O kadar elim gitmiyor, o kadar yazmamak için bahaneler buluyor, o kadar gözümle ekrana kilitlenip akmayı erteliyorum ki yıllardır…Biraz önce yeni açmayı planladığım bir kaç sınıfın açılış tarihlerini erteledim-yanlış anlaşılmasın, aylarca ertelemekten bahsediyorum- ağzımda olmayan dişlerimin yerinde duran 20 dikişime minik bir selam ettim kalbimden, derin bir nefes alıp geçtim bilgisayarın başına…

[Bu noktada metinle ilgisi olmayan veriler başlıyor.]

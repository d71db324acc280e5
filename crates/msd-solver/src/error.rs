//! Error types for msd-solver

use thiserror::Error;

use crate::backend::BackendError;

pub type Result<T> = std::result::Result<T, MsdError>;

#[derive(Error, Debug)]
pub enum MsdError {
    /// Malformed or mismatched input handed to a constructor or setter.
    #[error("Configuration error: {0}")]
    Configuration(String),

    /// The mass matrix (or another matrix that must be inverted) is singular.
    #[error("Singular matrix: {0}")]
    SingularMatrix(String),

    /// A query asked for an output kind that does not exist.
    #[error("Invalid result type: {0}")]
    InvalidResultType(String),

    #[error("Backend error: {0}")]
    Backend(#[from] BackendError),

    #[error("I/O error: {0}")]
    Io(#[from] std::io::Error),

    #[error("JSON error: {0}")]
    Json(#[from] serde_json::Error),
}

impl MsdError {
    pub(crate) fn config(msg: impl Into<String>) -> Self {
        MsdError::Configuration(msg.into())
    }
}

Dişler nerde derseniz eğer?Baya gittiler…Üst dişler… Konuşuyorum… Anlaşılıyorum… Onun için değil yani yazmaya başlamam.-)

Köklerin temizliği derken aylardır, yıllardır geldik yani oraya… Kök falan kalmadı, tek tek hepsini temizlediler.-)) Canlarım yaaaa…Ama o başka bir günün konusu olsun…Şimdi konumuz onlar değil…

Ne zamandır 21 Günün Sihrinde Alışkanlık Yaratımları grupları üzerinden de çalışıyoruz What’s App ‘te. Ofisi geçen Mart ayında kapattığımızda, canlı çalışmalarımızı bıraktığımızda, değişim ve dönüşümü kolay ve birlikte nasıl geçirebiliriz ve üzerine nasıl birlik ve bilincini de aktive edebiliriz diye düşünürken, elimizdeki malzemelerden güzel bir çalışma oluşturup geliştirdik kendi içinde her ay da…  Değişik konular, değişik taahhütler, değişik gruplarla 1.5 yıl kadar çok düzenli çalıştık 2020 Mart ayından beri.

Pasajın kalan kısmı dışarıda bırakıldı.